What is required:
Across the entries below, work out how many lines contain "usize". Respond with the number and no other text.

Data for this task:
impl Engine {
    /// Create an uninitialized engine. Nothing touches the disk until
    /// `init()`.
    pub fn new(config: Config) -> Result<Self> {
        let ids = Snowflake::new(config.epoch_offset_ms, config.worker_id);
        if ids.worker_id() != config.worker_id {
            warn!(
                requested = config.worker_id,
                "worker id out of range, using 0"
            );
        }

        Self::with_id_generator(config, Box::new(ids))
    }

    /// Like `new`, with record IDs drawn from `ids` instead of a Snowflake
    /// built from the config. IDs must strictly increase.
    pub fn with_id_generator(config: Config, ids: Box<dyn IdGenerator + Send>) -> Result<Self> {
        config.validate()?;

        let bloom = Dibf::with_estimates(
            config.bloom_expected_items,
            config.bloom_false_positive_rate,
            config.bloom_collision_divisor,
        );
        debug!(filter = ?bloom, "bloom filter sized");

        Ok(Self {
            path: config.data_dir.join(LOG_FILENAME),
            config,
            state: RwLock::new(Lifecycle::Uninitialized),
            writer: Mutex::new(ids),
            bloom: SyncFilter::new(bloom),
            commit_boundary: AtomicU64::new(0),
            last_recovery: Mutex::new(None),
        })
    }

    /// Create and initialize in one step
    pub fn open(config: Config) -> Result<Self> {
        let engine = Self::new(config)?;
        engine.init()?;
        Ok(engine)
    }

    /// Open with default config in `path`
    pub fn open_path(path: &Path) -> Result<Self> {
        Self::open(Config::builder().data_dir(path).build())
    }

    /// Open the log and, unless read-only, replay it to rebuild the filter
    /// and repair a torn tail.
    pub fn init(&self) -> Result<()> {
        let mut state = self.state.write();
        match *state {
            Lifecycle::Uninitialized => {}
            Lifecycle::Initialized(_) => return Err(Error::AlreadyInitialized),
            Lifecycle::Closed => return Err(Error::NotInitialized),
        }

        let read_only = self.config.read_only;

        let writer = if read_only {
            None
        } else {
            fs::create_dir_all(&self.config.data_dir)
                .map_err(|e| Error::io("error creating data directory", e))?;

            let file = OpenOptions::new()
                .create(true)
                .append(true)
                .open(&self.path)
                .map_err(|e| Error::io("error opening file for write fd", e))?;
            Some(file)
        };

        let reader = OpenOptions::new()
            .read(true)
            .open(&self.path)
            .map_err(|e| Error::io("error opening file for read fd", e))?;

        let size = reader
            .metadata()
            .map_err(|e| Error::io("error reading log size", e))?
            .len();
        self.commit_boundary.store(size, Ordering::Release);

        let mut handles = Handles {
            reader,
            writer,
            flusher: None,
            filter_ready: false,
        };

        if read_only {
            info!(
                path = %self.path.display(),
                boundary = size,
                "opened read-only, recovery skipped"
            );
        } else {
            let report = self.recover(&handles)?;
            info!(
                path = %self.path.display(),
                records = report.records_recovered,
                truncated = report.was_truncated,
                boundary = report.commit_boundary,
                "recovery complete"
            );
            *self.last_recovery.lock() = Some(report);
            handles.filter_ready = true;
        }

        if self.config.sync_mode == SyncMode::Async {
            if let Some(writer) = &handles.writer {
                let file = writer
                    .try_clone()
                    .map_err(|e| Error::io("error cloning write fd", e))?;
                handles.flusher = Some(Flusher::spawn(file)?);
            }
        }

        *state = Lifecycle::Initialized(handles);
        Ok(())
    }

    /// Value of `key`, or `KeyNotFound`
    pub fn get(&self, key: &[u8]) -> Result<Bytes> {
        let handles = self.handles()?;
        self.lookup(&handles, key)?.ok_or(Error::KeyNotFound)
    }

    /// Append a Set record for `key`
    pub fn set(&self, key: &[u8], value: &[u8]) -> Result<()> {
        let handles = self.handles()?;
        if self.config.read_only {
            return Err(Error::ReadOnlyStorage);
        }

        let mut ids = self.writer.lock();
        let record = Record::set(
            ids.next_id(),
            Bytes::copy_from_slice(key),
            Bytes::copy_from_slice(value),
        );
        self.append(&handles, &record)?;
        self.bloom.add(key);

        debug!(id = record.id, key_len = key.len(), value_len = value.len(), "set");
        Ok(())
    }

    /// Append a tombstone for `key`. A key the filter has never seen is
    /// skipped without writing anything.
    pub fn delete(&self, key: &[u8]) -> Result<()> {
        let handles = self.handles()?;
        if self.config.read_only {
            return Err(Error::ReadOnlyStorage);
        }

        if !self.bloom.contains(key) {
            debug!(key_len = key.len(), "delete skipped, key absent");
            return Ok(());
        }

        let mut ids = self.writer.lock();
        let record = Record::delete(ids.next_id(), Bytes::copy_from_slice(key));
        self.append(&handles, &record)?;

        let cleared = self.bloom.delete(key);
        debug!(id = record.id, filter_cleared = cleared, "delete");
        Ok(())
    }

    /// Filter membership only: `false` is certain, `true` may be a false
    /// positive.
    pub fn exists(&self, key: &[u8]) -> Result<bool> {
        let handles = self.handles()?;
        if handles.filter_ready {
            Ok(self.bloom.contains(key))
        } else {
            Ok(self.lookup(&handles, key)?.is_some())
        }
    }

    /// Exact number of live keys, by full replay
    pub fn len(&self) -> Result<usize> {
        let handles = self.handles()?;

        let mut live: HashSet<Bytes> = HashSet::new();
        self.scan(&handles, |_, record, _| {
            if let Some(record) = record {
                match record.op {
                    Op::Set => {
                        live.insert(record.key.clone());
                    }
                    Op::Delete => {
                        live.remove(&record.key);
                    }
                }
            }
            ControlFlow::<()>::Continue(())
        })?;

        Ok(live.len())
    }

    pub fn is_empty(&self) -> Result<bool> {
        self.len().map(|n| n == 0)
    }

    /// Copy the committed prefix of the log to `sink`, byte for byte.
    /// Returns the number of bytes copied.
    pub fn snapshot<W: Write>(&self, mut sink: W) -> Result<u64> {
        let handles = self.handles()?;
        let bound = self.commit_boundary.load(Ordering::Acquire);

        let mut buf = vec![0u8; SNAPSHOT_CHUNK];
        let mut offset = 0u64;
        while offset < bound {
            let want = ((bound - offset) as usize).min(buf.len());
            let n = handles
                .reader
                .read_full_at(&mut buf[..want], offset)
                .map_err(|e| Error::io("error reading log for snapshot", e))?;
            if n < want {
                return Err(Error::UnexpectedEnd { offset: offset + n as u64 });
            }

            sink.write_all(&buf[..n])
                .map_err(|e| Error::io("error writing snapshot", e))?;
            offset += n as u64;
        }

        sink.flush()
            .map_err(|e| Error::io("error flushing snapshot", e))?;

        debug!(bytes = bound, "snapshot written");
        Ok(bound)
    }

    /// Close both handles. The engine cannot be reopened.
    pub fn close(&self) -> Result<()> {
        let mut state = self.state.write();
        let handles = match std::mem::replace(&mut *state, Lifecycle::Closed) {
            Lifecycle::Initialized(handles) => handles,
            other => {
                *state = other;
                return Err(Error::NotInitialized);
            }
        };

        let Handles {
            reader,
            writer,
            flusher,
            ..
        } = handles;

        if let Some(flusher) = flusher {
            flusher.shutdown();
        }

        let synced = match (&writer, self.config.sync_mode) {
            (Some(file), SyncMode::Sync | SyncMode::Async) => file
                .sync_all()
                .map_err(|e| Error::io("error syncing file on close", e)),
            _ => Ok(()),
        };

        drop(writer);
        drop(reader);

        info!(
            path = %self.path.display(),
            boundary = self.commit_boundary.load(Ordering::Acquire),
            "storage closed"
        );
        synced
    }

    /// Walk every committed record in file order.
    ///
    /// `visit` gets each record as `(cursor, Some(record), None)`. If a
    /// record cannot be read it gets `(cursor, None, Some(error))`; the scan
    /// then ends with that error unless `visit` breaks. Breaking at any
    /// point stops the scan and returns the break value.
    pub fn for_each<B, F>(&self, visit: F) -> Result<Option<B>>
    where
        F: FnMut(&ScanCursor<'_>, Option<&LazyRecord>, Option<&Error>) -> ControlFlow<B>,
    {
        let handles = self.handles()?;
        self.scan(&handles, visit)
    }

    /// First record with `id`, value included. Linear; for diagnostics.
    pub fn get_by_id(&self, id: u64) -> Result<Record> {
        let handles = self.handles()?;

        let found = self.scan(&handles, |cursor, record, _| match record {
            Some(record) if record.id == id => {
                let mut record = record.clone();
                ControlFlow::Break(cursor.fill_value(&mut record).map(|_| record))
            }
            _ => ControlFlow::Continue(()),
        })?;

        match found {
            Some(record) => record?.into_record(),
            None => Err(Error::KeyNotFound),
        }
    }

    // =========================================================================
    // Accessors
    // =========================================================================

    /// Path of the log file
    pub fn path(&self) -> &Path {
        &self.path
    }

    pub fn config(&self) -> &Config {
        &self.config
    }

    /// Current end of the trusted log prefix
    pub fn commit_boundary(&self) -> u64 {
        self.commit_boundary.load(Ordering::Acquire)
    }

    pub fn is_initialized(&self) -> bool {
        matches!(*self.state.read(), Lifecycle::Initialized(_))
    }

    /// Filter estimates; advisory only
    pub fn bloom_stats(&self) -> FilterStats {
        self.bloom.stats()
    }

    /// What the last `init()` found, if it ran recovery
    pub fn last_recovery(&self) -> Option<RecoveryReport> {
        self.last_recovery.lock().clone()
    }

    // =========================================================================
    // Private Helpers
    // =========================================================================

    fn handles(&self) -> Result<MappedRwLockReadGuard<'_, Handles>> {
        RwLockReadGuard::try_map(self.state.read(), |state| match state {
            Lifecycle::Initialized(handles) => Some(handles),
            _ => None,
        })
        .map_err(|_| Error::NotInitialized)
    }

    fn record_reader<'a>(&self, file: &'a File, bound: u64) -> RecordReader<&'a File> {
        RecordReader::with_max_len(file, bound, self.config.max_field_len)
    }

    /// Latest value of `key`, `None` if absent or deleted
    fn lookup(&self, handles: &Handles, key: &[u8]) -> Result<Option<Bytes>> {
        if handles.filter_ready && !self.bloom.contains(key) {
            return Ok(None);
        }

        let mut candidate: Option<LazyRecord> = None;
        self.scan(handles, |_, record, _| {
            if let Some(record) = record {
                if &record.key[..] == key {
                    candidate = match record.op {
                        Op::Set => Some(record.clone()),
                        Op::Delete => None,
                    };
                }
            }
            ControlFlow::<()>::Continue(())
        })?;

        match candidate {
            Some(mut record) => {
                self.record_reader(&handles.reader, self.commit_boundary())
                    .fill_value(&mut record)?;
                Ok(record.value().cloned())
            }
            None => Ok(None),
        }
    }

    /// Shared scan loop, bounded by one load of the commit boundary
    fn scan<B, F>(&self, handles: &Handles, mut visit: F) -> Result<Option<B>>
    where
        F: FnMut(&ScanCursor<'_>, Option<&LazyRecord>, Option<&Error>) -> ControlFlow<B>,
    {
        let bound = self.commit_boundary.load(Ordering::Acquire);
        let mut reader = self.record_reader(&handles.reader, bound);

        loop {
            let next = reader.read_lazy();
            let cursor = ScanCursor {
                source: &handles.reader,
                position: reader.position(),
                bound,
                max_len: self.config.max_field_len,
            };

            match next {
                Ok(Some(record)) => {
                    if let ControlFlow::Break(b) = visit(&cursor, Some(&record), None) {
                        return Ok(Some(b));
                    }
                }
                Ok(None) => return Ok(None),
                Err(err) => {
                    return match visit(&cursor, None, Some(&err)) {
                        ControlFlow::Break(b) => Ok(Some(b)),
                        ControlFlow::Continue(()) => Err(err),
                    }
                }
            }
        }
    }

    /// Append one record and advance the commit boundary. Caller holds the
    /// write lock.
    fn append(&self, handles: &Handles, record: &Record) -> Result<()> {
        self.append_with(handles, record, |file| match self.config.sync_mode {
            SyncMode::Sync => file.sync_data(),
            SyncMode::Async => {
                if let Some(flusher) = &handles.flusher {
                    flusher.submit();
                }
                Ok(())
            }
            SyncMode::None => Ok(()),
        })
    }

    /// `append` with the durability step supplied by the caller. If either
    /// the write or `flush` fails the record is cut back off the log.
    fn append_with<F>(&self, handles: &Handles, record: &Record, flush: F) -> Result<()>
    where
        F: FnOnce(&File) -> io::Result<()>,
    {
        let mut file: &File = handles.writer.as_ref().ok_or(Error::ReadOnlyStorage)?;

        // The boundary can lag the file after a failed read-back, so the
        // rollback point is the file length itself.
        let start = file
            .metadata()
            .map_err(|e| Error::io("error reading log size", e))?
            .len();

        if let Err(e) = write_record(file, record, self.config.max_field_len) {
            rollback_partial_write(file, start);
            return Err(e);
        }

        if let Err(e) = flush(file) {
            rollback_partial_write(file, start);
            return Err(Error::io("error syncing file", e));
        }

        match file.stream_position() {
            Ok(offset) => self.commit_boundary.store(offset, Ordering::Release),
            Err(e) => warn!(
                error = %e,
                id = record.id,
                "could not read write offset, commit boundary left unchanged"
            ),
        }

        Ok(())
    }
}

Written response:
2